[Data extracted from a collection]
□ □ □ □
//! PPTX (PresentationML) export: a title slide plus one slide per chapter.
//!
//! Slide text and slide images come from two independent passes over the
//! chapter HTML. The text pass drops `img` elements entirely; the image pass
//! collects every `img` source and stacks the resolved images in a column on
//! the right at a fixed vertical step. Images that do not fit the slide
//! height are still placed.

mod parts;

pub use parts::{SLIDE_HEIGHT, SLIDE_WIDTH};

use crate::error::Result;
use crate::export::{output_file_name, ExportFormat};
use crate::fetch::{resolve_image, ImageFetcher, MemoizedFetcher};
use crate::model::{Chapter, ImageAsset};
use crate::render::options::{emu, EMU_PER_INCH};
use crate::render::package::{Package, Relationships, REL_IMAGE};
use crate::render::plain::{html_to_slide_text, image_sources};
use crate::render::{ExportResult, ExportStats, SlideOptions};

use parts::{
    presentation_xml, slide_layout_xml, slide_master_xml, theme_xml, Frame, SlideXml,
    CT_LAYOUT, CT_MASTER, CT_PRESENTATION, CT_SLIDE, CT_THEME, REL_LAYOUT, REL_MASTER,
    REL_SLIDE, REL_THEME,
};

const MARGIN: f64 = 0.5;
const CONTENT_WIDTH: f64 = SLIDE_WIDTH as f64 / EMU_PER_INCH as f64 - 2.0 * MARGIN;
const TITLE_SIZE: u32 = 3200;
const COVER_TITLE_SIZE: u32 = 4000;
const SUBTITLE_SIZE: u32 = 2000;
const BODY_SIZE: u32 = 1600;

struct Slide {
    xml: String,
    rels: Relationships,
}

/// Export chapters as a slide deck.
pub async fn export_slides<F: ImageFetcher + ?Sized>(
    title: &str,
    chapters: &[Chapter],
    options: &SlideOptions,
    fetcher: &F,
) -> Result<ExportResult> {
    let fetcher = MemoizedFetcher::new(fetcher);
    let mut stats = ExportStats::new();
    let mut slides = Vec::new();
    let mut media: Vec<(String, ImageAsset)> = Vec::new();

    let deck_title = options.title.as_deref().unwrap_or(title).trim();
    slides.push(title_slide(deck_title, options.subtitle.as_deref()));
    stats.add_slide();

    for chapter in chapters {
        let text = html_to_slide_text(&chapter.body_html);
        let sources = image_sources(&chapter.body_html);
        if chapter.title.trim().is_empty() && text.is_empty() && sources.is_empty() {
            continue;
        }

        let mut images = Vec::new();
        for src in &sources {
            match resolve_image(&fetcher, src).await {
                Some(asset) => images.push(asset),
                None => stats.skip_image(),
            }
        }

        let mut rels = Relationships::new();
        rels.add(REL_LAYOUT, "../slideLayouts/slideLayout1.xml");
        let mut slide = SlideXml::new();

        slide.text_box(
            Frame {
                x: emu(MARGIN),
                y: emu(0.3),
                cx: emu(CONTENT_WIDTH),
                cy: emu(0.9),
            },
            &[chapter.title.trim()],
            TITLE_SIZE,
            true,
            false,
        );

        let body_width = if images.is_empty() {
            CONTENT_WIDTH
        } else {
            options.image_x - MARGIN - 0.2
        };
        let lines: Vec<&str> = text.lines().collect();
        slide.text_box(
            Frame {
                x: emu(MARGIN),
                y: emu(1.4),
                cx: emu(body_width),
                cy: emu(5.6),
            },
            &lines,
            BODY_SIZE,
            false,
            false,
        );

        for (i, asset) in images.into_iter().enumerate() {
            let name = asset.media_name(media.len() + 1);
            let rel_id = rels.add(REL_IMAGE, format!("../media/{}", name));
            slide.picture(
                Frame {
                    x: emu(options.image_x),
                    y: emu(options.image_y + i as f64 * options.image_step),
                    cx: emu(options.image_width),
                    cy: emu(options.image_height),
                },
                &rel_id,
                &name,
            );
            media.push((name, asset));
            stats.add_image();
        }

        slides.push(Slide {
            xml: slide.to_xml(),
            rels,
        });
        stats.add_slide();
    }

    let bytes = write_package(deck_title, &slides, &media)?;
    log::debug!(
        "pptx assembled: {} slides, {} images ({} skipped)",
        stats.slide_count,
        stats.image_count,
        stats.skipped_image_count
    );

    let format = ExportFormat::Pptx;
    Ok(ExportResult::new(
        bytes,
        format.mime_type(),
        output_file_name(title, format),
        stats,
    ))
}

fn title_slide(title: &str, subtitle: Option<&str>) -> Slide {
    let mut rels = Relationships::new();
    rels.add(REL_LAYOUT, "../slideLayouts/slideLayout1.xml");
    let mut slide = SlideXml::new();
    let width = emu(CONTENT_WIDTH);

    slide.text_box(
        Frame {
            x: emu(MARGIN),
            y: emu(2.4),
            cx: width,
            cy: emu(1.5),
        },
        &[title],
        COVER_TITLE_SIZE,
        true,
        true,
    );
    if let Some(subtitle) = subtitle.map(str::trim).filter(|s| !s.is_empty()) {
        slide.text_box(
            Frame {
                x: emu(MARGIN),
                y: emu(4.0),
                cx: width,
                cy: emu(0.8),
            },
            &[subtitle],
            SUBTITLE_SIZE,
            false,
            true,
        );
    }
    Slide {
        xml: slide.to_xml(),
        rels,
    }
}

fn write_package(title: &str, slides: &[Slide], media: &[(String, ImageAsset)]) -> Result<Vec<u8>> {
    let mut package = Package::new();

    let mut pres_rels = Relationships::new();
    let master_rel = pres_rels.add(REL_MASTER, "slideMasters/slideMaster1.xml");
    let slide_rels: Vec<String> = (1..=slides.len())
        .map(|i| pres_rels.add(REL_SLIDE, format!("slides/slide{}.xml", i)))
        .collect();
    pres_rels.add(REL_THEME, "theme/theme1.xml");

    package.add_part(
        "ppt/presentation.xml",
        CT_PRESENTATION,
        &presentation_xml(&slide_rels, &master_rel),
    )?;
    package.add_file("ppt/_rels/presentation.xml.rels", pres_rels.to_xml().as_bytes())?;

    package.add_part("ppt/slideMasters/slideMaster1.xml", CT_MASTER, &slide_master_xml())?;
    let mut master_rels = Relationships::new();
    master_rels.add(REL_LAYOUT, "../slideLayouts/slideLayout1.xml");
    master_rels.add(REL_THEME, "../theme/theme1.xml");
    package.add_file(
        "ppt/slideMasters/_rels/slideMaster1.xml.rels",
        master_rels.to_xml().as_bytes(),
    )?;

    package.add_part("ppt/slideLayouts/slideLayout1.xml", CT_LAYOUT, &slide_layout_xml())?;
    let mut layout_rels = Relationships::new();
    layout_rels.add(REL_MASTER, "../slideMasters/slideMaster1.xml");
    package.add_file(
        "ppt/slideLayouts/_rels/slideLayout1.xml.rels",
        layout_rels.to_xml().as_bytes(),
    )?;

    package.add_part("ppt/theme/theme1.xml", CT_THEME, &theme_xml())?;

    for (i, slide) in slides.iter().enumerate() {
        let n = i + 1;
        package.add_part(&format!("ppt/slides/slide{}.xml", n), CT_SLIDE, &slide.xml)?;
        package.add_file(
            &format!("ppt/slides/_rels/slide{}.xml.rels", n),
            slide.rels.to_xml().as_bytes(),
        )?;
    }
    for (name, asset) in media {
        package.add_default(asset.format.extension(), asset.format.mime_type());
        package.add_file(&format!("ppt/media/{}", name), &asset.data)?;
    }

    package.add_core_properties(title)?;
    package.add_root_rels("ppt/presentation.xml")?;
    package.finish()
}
□ □ □ □
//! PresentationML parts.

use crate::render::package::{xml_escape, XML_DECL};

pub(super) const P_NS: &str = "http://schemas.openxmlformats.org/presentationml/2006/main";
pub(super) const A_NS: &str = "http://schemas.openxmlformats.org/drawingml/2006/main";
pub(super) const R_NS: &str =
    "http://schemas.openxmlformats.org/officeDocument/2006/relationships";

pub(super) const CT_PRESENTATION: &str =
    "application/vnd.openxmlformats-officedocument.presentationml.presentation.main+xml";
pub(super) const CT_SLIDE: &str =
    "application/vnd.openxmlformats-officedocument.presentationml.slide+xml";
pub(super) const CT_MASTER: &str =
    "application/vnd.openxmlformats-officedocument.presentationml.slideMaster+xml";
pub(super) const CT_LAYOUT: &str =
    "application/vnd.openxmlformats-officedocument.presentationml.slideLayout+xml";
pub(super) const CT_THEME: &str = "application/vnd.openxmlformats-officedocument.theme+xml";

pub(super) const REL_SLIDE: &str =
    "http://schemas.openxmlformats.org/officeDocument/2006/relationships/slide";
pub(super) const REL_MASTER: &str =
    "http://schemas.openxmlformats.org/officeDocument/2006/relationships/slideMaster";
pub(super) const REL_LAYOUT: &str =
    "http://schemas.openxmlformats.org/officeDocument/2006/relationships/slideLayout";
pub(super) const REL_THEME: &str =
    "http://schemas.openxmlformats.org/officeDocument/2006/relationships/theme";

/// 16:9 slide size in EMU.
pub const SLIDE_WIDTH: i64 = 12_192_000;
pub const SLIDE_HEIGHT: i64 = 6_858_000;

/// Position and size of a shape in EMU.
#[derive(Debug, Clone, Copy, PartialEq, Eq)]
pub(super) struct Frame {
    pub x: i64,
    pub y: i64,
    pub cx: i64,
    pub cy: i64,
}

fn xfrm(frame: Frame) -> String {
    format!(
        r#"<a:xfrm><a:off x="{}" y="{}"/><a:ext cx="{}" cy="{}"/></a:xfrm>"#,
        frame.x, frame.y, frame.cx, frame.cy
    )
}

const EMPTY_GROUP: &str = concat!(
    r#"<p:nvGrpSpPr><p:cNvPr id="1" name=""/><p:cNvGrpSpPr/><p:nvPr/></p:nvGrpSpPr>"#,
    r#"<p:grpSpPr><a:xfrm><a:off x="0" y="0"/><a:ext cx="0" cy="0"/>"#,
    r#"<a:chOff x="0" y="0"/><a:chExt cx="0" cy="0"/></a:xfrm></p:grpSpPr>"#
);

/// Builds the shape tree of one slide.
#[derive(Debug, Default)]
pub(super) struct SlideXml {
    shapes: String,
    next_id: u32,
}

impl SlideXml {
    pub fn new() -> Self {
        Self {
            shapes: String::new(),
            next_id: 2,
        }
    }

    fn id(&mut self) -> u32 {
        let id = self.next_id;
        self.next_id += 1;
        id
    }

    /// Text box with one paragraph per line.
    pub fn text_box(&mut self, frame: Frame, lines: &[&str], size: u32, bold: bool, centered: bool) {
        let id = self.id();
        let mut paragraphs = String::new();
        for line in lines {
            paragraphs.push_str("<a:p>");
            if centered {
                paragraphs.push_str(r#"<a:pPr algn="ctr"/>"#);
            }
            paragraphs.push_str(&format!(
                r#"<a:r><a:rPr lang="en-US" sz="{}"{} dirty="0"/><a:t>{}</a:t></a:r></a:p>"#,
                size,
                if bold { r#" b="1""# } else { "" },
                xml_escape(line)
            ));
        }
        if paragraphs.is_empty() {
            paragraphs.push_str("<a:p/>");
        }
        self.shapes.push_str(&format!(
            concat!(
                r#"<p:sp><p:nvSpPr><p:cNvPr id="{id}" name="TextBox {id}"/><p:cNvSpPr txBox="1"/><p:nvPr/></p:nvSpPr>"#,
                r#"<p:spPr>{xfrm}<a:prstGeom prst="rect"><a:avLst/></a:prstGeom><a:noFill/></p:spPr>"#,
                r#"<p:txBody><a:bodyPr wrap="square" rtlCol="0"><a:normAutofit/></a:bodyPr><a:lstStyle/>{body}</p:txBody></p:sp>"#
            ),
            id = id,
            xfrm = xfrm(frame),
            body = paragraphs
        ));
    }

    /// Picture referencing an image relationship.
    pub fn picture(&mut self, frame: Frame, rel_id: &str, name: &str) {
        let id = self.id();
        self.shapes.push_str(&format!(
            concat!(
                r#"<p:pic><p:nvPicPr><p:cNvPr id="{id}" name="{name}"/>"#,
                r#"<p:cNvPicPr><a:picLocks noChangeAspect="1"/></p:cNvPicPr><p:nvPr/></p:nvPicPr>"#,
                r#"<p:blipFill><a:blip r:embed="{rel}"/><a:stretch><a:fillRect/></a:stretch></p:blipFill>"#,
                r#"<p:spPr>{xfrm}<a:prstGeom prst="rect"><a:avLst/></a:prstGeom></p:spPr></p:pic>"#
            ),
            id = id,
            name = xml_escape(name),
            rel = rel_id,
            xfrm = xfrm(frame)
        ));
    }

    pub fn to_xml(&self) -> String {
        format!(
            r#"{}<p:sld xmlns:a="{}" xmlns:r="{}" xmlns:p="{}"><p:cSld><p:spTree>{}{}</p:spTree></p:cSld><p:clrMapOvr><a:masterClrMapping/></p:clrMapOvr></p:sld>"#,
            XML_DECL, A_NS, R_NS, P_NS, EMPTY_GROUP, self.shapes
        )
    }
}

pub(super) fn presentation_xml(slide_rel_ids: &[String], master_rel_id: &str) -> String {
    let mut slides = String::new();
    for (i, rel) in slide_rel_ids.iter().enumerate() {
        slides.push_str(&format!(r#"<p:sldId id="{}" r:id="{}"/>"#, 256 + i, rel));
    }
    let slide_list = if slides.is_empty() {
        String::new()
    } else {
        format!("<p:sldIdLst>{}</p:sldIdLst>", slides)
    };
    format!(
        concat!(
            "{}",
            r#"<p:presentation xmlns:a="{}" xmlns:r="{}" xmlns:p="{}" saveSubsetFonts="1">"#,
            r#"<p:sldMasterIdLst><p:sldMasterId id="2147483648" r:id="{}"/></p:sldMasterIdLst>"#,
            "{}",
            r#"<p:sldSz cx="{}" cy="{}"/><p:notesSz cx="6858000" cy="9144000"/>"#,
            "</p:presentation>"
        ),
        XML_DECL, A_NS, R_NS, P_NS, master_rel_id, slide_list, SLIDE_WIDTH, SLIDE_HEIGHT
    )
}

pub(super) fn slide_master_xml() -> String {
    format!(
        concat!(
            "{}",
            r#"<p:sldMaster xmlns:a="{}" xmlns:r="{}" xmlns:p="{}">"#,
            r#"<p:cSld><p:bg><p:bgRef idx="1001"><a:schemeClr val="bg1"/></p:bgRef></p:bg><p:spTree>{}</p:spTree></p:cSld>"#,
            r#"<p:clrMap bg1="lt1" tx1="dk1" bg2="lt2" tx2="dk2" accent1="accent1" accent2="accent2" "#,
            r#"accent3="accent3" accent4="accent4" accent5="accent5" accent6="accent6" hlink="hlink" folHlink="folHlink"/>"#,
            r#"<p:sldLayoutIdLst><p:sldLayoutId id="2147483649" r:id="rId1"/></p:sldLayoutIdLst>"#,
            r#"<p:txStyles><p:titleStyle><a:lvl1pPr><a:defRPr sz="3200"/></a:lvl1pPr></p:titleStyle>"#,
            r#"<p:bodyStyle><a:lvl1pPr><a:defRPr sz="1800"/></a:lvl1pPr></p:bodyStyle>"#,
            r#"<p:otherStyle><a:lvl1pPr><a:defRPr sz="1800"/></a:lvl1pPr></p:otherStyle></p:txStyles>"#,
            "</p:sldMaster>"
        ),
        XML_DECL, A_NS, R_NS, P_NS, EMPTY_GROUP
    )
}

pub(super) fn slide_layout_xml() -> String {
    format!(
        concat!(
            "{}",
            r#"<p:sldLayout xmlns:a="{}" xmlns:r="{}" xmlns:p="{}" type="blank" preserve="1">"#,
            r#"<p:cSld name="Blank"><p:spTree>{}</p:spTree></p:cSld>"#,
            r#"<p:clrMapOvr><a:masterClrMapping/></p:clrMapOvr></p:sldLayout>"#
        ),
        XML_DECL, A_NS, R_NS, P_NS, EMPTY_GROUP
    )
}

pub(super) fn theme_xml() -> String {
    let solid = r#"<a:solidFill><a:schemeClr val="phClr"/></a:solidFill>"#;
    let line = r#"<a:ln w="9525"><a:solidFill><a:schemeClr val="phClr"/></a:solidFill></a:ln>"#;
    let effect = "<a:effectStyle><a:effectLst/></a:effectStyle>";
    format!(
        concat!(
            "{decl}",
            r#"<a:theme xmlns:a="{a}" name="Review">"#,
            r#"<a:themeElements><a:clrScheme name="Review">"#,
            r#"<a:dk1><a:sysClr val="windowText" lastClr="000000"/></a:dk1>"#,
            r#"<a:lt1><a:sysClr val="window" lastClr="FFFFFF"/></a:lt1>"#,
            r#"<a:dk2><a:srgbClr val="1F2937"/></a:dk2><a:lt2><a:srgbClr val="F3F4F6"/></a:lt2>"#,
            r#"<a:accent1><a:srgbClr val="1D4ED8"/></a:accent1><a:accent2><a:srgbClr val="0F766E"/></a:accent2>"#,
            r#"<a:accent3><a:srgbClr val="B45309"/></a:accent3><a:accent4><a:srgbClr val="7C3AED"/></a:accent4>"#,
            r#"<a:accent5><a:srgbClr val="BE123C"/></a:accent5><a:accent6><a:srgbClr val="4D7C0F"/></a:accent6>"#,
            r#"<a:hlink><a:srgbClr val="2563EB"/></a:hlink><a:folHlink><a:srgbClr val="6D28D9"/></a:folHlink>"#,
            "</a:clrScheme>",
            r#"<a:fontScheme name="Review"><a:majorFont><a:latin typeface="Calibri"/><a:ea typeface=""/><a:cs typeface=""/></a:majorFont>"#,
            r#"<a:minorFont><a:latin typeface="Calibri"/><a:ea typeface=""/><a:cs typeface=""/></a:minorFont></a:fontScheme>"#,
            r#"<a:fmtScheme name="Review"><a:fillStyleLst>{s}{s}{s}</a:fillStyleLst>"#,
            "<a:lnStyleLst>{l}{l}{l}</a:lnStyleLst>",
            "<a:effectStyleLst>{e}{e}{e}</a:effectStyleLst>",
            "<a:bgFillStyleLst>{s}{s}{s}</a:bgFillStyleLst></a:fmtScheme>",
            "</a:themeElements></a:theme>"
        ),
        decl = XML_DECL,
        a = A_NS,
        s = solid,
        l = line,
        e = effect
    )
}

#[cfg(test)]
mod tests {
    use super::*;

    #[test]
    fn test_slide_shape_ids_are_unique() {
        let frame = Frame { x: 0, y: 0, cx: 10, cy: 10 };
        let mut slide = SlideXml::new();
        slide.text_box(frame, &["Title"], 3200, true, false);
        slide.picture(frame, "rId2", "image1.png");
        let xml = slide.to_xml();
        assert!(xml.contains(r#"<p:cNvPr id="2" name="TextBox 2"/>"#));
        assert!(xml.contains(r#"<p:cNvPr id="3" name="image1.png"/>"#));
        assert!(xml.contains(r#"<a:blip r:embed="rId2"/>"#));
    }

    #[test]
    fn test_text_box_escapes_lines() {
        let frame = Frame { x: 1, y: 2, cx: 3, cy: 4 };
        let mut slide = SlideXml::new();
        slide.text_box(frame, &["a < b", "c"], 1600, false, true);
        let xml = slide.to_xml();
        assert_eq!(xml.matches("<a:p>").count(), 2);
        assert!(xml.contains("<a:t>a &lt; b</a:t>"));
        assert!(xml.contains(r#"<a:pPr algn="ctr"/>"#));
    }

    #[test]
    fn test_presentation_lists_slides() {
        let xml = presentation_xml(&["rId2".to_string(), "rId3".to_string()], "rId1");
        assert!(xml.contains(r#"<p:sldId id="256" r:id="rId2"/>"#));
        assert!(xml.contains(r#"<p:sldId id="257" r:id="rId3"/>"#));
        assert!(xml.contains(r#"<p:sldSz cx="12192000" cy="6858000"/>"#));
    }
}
□ □ □ □
YOUR OBJECTIVE
Count up the lines in the entries above where the word "defRPr" appears, and give the figure with nothing added.

SOLUTION FOR THIS TASK
3